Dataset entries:
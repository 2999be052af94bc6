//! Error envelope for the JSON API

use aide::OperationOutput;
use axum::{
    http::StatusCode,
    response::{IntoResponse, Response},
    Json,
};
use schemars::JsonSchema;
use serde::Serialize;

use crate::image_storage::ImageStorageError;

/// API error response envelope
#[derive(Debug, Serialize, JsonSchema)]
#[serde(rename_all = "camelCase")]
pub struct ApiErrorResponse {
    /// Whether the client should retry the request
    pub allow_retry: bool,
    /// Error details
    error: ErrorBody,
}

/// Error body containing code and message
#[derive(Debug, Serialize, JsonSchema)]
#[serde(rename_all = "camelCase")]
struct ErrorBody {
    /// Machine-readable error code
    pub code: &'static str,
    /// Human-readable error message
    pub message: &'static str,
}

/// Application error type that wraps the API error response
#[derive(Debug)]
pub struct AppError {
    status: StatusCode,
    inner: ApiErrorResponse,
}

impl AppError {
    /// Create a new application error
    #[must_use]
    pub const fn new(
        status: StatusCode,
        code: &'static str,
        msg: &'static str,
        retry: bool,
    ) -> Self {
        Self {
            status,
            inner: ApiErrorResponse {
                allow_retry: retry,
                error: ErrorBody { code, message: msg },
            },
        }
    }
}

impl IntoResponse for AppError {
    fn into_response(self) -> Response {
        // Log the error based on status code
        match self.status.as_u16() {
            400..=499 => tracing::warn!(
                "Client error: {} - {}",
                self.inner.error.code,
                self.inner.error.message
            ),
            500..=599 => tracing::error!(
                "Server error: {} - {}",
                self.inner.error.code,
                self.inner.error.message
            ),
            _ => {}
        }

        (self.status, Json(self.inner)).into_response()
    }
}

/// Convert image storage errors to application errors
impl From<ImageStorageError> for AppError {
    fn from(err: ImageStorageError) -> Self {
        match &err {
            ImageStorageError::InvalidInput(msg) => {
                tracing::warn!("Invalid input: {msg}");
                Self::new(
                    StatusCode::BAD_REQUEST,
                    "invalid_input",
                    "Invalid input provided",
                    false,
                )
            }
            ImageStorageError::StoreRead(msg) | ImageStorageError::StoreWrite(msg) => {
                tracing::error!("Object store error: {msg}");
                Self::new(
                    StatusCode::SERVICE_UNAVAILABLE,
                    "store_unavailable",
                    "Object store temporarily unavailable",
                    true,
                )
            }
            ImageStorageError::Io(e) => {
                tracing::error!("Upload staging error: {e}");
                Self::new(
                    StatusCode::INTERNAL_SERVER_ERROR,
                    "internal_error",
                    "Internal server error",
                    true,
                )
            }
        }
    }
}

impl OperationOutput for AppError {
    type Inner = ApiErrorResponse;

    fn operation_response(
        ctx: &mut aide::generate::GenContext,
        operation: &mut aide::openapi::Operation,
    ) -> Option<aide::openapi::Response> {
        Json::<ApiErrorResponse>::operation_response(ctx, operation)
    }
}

→ **EXERCISE DETAILS**
There is a run of lines above from the one with "(self.status, Json(self.inner)).into_response()" to the one with "type Inner = ApiErrorResponse;"; print exactly that run, both ends included, and nothing else.

→ **RESPONSE BELOW**
        (self.status, Json(self.inner)).into_response()
    }
}

/// Convert image storage errors to application errors
impl From<ImageStorageError> for AppError {
    fn from(err: ImageStorageError) -> Self {
        match &err {
            ImageStorageError::InvalidInput(msg) => {
                tracing::warn!("Invalid input: {msg}");
                Self::new(
                    StatusCode::BAD_REQUEST,
                    "invalid_input",
                    "Invalid input provided",
                    false,
                )
            }
            ImageStorageError::StoreRead(msg) | ImageStorageError::StoreWrite(msg) => {
                tracing::error!("Object store error: {msg}");
                Self::new(
                    StatusCode::SERVICE_UNAVAILABLE,
                    "store_unavailable",
                    "Object store temporarily unavailable",
                    true,
                )
            }
            ImageStorageError::Io(e) => {
                tracing::error!("Upload staging error: {e}");
                Self::new(
                    StatusCode::INTERNAL_SERVER_ERROR,
                    "internal_error",
                    "Internal server error",
                    true,
                )
            }
        }
    }
}

impl OperationOutput for AppError {
    type Inner = ApiErrorResponse;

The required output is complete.